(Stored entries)
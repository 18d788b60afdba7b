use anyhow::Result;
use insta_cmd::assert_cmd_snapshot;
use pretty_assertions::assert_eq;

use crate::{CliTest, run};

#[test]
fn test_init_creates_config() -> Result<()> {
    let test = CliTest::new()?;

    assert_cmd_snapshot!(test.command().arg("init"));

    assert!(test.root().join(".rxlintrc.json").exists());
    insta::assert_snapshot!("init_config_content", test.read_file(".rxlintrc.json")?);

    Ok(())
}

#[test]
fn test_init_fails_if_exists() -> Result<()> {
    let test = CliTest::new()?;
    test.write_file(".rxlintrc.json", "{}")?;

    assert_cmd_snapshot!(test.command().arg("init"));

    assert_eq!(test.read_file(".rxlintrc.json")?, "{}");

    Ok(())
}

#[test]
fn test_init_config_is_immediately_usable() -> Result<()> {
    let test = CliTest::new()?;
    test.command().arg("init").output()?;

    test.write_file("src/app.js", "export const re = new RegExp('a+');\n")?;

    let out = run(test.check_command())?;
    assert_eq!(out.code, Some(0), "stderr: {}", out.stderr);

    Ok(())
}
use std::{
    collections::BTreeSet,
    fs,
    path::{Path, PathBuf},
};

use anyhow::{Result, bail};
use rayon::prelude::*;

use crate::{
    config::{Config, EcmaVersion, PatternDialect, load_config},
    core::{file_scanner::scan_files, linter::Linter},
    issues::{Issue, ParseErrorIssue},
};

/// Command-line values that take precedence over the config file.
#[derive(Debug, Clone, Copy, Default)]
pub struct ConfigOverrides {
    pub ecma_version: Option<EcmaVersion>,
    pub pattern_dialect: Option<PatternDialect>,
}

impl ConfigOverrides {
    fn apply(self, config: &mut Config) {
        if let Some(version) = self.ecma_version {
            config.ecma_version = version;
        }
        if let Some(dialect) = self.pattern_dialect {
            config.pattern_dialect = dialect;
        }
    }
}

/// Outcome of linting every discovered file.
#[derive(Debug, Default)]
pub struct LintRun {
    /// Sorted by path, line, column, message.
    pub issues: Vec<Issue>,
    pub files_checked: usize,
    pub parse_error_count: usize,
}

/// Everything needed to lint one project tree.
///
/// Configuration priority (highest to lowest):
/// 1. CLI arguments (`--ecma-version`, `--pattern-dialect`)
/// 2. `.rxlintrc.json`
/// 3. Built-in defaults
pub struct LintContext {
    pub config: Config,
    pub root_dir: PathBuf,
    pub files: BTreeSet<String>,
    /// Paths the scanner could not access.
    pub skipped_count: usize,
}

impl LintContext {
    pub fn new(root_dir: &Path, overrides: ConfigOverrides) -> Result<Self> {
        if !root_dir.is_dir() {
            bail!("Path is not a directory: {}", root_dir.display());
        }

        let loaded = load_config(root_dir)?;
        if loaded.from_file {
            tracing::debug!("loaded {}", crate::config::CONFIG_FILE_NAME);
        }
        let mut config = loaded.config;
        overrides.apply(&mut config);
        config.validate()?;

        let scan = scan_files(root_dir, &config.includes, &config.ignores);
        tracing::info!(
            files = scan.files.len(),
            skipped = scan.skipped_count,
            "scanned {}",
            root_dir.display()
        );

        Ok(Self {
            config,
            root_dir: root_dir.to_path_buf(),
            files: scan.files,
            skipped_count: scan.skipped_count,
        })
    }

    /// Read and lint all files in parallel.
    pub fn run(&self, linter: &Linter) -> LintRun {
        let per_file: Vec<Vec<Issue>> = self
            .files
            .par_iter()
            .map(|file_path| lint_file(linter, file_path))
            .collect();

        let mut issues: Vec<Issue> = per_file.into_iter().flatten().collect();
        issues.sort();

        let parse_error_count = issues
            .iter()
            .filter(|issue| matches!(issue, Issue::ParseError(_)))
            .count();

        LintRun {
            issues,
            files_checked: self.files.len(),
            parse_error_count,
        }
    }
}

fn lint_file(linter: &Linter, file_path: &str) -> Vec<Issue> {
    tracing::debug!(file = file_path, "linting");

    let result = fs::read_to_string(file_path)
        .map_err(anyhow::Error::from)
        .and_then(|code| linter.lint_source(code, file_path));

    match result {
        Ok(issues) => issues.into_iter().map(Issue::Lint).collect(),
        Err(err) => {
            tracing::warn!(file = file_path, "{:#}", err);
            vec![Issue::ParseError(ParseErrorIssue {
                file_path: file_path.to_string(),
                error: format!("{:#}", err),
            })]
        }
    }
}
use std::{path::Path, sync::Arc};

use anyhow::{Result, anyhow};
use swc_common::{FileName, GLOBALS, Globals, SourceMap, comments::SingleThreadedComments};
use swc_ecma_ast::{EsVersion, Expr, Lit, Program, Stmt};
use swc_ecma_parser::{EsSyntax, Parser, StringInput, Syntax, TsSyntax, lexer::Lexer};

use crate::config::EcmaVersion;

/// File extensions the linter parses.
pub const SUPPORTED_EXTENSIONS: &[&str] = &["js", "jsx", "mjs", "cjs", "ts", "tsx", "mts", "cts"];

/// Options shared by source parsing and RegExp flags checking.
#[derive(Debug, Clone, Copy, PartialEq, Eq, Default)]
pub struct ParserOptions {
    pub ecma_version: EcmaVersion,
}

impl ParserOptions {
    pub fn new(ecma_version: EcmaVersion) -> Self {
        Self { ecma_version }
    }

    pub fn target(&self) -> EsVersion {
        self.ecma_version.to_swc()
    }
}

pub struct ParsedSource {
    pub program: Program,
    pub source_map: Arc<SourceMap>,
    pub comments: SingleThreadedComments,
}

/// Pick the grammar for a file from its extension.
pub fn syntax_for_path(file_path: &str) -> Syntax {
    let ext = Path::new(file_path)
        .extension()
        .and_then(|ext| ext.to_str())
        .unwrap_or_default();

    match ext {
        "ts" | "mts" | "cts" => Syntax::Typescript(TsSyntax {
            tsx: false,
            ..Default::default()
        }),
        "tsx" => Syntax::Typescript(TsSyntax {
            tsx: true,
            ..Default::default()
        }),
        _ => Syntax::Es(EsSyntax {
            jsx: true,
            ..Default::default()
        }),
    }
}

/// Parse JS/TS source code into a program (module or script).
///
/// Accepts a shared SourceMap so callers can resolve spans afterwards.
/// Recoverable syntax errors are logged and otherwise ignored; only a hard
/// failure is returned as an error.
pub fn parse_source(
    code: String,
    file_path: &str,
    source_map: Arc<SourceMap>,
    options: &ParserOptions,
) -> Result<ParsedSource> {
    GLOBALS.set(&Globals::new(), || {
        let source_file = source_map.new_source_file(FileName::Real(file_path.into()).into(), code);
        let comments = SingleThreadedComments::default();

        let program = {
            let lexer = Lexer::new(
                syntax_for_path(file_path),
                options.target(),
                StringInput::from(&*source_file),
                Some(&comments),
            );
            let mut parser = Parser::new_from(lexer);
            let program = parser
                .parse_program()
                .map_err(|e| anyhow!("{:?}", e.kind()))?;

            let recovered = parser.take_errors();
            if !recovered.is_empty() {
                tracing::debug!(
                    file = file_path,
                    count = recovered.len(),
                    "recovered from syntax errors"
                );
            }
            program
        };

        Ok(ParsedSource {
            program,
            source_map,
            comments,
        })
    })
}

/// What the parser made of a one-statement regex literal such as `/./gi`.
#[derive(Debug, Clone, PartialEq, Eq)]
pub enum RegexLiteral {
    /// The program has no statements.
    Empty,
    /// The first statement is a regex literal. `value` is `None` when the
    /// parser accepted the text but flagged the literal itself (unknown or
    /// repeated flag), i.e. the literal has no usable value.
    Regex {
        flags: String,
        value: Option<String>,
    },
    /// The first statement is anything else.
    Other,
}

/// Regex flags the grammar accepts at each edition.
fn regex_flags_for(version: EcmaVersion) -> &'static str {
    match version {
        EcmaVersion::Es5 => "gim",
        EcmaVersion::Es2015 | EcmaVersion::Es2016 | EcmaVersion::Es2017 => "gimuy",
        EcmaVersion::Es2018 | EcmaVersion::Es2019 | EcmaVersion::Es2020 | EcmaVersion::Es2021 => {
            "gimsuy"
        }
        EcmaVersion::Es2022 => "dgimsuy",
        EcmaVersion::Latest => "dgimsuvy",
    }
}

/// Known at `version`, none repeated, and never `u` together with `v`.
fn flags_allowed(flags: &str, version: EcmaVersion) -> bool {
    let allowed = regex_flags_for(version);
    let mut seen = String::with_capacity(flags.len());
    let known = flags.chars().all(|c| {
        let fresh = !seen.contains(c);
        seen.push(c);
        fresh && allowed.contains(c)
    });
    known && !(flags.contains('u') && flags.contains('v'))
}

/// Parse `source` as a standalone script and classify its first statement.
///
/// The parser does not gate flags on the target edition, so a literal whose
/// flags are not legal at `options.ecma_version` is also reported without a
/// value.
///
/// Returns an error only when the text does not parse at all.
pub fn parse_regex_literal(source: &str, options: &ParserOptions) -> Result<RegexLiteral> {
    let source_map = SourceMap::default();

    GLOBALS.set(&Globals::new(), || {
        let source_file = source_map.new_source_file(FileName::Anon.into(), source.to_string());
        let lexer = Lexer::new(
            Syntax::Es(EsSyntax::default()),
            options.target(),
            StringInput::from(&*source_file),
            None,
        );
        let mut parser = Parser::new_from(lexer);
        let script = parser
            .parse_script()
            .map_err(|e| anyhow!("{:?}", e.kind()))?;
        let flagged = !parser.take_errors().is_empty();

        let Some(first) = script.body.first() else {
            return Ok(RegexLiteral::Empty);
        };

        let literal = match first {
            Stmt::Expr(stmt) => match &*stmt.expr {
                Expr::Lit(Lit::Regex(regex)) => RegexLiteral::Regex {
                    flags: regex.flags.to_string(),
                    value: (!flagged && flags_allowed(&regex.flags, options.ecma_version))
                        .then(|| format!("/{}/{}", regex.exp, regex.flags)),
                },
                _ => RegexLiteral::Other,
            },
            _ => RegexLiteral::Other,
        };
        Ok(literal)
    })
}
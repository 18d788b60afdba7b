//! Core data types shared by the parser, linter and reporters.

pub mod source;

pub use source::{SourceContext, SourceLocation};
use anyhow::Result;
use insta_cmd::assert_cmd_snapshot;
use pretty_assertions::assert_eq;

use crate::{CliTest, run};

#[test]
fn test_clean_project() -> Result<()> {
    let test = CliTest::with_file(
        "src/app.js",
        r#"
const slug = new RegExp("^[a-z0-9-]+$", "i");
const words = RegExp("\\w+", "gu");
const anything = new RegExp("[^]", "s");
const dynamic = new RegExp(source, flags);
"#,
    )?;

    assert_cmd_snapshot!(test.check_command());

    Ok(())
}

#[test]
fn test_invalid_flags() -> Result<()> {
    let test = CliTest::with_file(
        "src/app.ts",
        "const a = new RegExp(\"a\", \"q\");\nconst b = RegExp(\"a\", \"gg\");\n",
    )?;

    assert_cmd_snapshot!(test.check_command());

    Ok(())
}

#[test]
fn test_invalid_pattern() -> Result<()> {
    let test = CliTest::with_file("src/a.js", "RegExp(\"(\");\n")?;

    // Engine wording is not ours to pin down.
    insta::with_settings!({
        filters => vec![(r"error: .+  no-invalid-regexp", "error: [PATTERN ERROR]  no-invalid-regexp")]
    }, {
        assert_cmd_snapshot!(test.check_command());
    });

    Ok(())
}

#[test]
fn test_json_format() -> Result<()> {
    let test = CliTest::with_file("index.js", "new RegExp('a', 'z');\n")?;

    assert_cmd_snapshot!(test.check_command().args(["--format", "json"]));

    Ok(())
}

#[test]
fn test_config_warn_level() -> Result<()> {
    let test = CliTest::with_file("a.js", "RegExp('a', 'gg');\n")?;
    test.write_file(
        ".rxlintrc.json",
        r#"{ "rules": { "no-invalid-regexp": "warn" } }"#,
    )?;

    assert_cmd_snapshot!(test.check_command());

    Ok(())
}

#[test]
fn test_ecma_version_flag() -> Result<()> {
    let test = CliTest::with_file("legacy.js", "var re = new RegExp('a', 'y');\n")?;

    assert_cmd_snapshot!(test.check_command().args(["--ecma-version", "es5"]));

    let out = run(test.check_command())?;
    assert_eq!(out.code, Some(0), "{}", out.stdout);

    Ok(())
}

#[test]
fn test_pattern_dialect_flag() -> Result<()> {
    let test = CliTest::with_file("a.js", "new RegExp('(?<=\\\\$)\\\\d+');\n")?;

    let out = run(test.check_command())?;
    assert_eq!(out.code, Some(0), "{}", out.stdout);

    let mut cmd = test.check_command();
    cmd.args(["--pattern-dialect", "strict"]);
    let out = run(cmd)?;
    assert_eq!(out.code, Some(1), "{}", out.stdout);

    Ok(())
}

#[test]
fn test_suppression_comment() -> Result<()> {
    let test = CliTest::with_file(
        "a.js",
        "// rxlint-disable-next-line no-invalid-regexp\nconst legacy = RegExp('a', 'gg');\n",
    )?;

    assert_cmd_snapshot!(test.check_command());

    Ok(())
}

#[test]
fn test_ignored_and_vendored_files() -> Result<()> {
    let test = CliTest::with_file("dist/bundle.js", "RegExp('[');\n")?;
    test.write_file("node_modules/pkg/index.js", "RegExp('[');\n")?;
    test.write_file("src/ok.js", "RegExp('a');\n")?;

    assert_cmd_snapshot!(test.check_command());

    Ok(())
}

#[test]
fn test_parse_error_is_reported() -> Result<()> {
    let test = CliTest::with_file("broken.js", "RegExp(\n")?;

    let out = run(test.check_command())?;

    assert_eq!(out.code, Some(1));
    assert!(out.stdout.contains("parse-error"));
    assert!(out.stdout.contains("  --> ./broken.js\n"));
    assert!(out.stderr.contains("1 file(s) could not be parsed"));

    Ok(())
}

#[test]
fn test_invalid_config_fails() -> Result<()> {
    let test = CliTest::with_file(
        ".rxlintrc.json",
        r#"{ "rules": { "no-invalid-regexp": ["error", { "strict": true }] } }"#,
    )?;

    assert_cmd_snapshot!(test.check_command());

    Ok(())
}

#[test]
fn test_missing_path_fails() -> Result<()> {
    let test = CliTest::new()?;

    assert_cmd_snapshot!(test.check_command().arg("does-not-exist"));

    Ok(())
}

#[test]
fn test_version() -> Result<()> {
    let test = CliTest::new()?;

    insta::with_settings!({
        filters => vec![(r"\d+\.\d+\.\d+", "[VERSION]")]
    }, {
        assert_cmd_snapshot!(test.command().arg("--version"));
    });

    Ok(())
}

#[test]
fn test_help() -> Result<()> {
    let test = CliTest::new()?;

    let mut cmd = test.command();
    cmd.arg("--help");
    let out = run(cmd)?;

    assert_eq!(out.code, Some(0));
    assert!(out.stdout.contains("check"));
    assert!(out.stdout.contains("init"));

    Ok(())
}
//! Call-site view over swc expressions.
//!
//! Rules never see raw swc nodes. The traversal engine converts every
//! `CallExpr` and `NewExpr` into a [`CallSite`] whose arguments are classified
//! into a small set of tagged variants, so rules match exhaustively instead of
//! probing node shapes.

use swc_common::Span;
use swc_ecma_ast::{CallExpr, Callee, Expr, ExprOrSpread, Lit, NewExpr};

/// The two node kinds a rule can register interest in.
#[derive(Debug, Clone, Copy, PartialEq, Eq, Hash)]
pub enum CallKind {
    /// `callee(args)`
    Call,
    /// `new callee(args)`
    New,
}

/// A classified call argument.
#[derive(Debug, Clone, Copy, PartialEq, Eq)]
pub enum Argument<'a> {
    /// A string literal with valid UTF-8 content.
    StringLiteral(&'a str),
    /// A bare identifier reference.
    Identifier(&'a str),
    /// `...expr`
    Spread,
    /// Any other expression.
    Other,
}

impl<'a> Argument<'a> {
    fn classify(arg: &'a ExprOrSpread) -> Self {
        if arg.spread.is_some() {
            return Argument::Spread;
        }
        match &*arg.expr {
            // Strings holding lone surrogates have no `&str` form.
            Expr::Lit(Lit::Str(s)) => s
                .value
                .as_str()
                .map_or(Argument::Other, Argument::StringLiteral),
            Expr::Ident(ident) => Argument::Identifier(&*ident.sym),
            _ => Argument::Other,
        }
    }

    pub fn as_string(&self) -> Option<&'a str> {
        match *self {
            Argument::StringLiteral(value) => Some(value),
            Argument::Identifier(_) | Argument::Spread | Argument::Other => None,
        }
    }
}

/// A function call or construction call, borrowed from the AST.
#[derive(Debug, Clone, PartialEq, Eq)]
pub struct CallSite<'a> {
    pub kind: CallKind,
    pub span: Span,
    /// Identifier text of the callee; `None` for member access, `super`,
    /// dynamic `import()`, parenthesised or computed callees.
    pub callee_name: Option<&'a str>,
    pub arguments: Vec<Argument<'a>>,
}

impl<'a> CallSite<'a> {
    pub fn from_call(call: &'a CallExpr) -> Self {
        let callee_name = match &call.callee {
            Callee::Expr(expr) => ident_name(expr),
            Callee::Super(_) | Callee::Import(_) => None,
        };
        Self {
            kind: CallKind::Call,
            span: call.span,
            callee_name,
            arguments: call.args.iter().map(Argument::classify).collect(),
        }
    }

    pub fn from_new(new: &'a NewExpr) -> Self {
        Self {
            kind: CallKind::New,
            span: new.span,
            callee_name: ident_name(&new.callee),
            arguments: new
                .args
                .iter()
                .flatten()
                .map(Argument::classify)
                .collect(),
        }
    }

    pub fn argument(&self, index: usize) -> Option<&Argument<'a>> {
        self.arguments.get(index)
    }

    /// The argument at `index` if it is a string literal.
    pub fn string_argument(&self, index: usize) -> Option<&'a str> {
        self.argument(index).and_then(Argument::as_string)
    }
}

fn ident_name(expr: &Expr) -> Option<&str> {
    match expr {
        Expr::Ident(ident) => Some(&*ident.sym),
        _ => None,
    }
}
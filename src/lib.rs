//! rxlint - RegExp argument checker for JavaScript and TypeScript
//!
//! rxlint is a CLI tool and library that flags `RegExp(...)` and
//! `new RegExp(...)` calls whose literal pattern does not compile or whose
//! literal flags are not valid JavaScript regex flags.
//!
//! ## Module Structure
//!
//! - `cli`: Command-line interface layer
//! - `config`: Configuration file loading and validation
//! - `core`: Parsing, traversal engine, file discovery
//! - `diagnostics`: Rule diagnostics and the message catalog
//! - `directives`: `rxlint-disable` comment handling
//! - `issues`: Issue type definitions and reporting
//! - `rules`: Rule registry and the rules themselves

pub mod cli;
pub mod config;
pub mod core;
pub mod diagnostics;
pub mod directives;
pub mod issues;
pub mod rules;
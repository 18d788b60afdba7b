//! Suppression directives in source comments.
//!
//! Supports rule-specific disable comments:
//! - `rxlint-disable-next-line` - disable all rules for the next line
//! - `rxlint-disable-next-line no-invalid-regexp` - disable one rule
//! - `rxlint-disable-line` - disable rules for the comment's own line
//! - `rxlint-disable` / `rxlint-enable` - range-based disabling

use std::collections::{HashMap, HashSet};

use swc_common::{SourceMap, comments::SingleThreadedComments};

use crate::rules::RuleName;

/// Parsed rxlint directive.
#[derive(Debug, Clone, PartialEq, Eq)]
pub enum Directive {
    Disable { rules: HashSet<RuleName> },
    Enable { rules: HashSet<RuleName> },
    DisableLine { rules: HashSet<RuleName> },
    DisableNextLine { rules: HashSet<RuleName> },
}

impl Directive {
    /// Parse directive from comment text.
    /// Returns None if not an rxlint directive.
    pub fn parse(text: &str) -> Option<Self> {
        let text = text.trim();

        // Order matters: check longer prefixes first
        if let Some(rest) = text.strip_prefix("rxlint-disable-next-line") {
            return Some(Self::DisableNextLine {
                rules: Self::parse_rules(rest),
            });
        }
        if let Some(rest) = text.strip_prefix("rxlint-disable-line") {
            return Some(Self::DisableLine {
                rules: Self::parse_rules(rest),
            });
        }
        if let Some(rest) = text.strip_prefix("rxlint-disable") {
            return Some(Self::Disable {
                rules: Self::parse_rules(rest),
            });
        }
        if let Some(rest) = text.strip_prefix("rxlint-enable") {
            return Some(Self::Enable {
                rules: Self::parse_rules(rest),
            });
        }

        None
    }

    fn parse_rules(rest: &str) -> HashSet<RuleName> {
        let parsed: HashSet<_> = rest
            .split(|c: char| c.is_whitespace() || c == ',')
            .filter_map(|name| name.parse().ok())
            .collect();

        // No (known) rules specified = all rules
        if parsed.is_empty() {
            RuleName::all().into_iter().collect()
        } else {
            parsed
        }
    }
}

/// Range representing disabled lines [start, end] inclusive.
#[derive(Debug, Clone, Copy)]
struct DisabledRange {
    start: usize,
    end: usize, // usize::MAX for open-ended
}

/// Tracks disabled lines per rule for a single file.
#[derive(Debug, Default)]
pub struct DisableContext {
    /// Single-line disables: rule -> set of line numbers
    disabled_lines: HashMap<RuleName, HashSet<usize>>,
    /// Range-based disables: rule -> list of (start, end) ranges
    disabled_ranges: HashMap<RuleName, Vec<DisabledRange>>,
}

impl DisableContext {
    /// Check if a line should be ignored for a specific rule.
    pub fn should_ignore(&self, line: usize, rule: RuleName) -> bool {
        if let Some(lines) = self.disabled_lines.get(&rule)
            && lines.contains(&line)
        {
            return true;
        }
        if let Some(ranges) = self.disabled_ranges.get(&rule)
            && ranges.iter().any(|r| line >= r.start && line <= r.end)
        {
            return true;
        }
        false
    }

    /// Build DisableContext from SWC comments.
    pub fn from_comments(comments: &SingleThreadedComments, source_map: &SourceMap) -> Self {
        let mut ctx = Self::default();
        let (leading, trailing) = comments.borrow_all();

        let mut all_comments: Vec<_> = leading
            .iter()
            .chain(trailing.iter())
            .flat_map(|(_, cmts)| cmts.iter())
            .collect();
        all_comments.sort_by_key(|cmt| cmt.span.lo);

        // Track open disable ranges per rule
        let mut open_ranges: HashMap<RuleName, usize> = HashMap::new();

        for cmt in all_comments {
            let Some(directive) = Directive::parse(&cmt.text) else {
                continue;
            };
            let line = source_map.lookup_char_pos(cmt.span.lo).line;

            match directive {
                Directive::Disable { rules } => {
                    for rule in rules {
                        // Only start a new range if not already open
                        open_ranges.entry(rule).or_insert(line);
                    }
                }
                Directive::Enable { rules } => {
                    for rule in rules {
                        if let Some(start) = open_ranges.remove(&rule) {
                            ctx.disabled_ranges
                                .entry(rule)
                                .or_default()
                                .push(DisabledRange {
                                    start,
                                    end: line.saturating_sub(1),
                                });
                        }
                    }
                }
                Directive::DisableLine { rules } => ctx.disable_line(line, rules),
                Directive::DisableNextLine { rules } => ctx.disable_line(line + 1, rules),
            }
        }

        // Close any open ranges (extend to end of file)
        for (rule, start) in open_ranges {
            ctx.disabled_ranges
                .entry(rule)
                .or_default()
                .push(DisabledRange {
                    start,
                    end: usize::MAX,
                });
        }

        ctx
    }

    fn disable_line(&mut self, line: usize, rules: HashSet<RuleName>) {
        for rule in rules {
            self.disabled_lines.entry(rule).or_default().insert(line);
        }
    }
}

### [Required action]
Search the entries above for the word "tracing", and copy every line where it occurs.

### [Solution below]
            tracing::debug!("loaded {}", crate::config::CONFIG_FILE_NAME);
        tracing::info!(
    tracing::debug!(file = file_path, "linting");
            tracing::warn!(file = file_path, "{:#}", err);
                tracing::debug!(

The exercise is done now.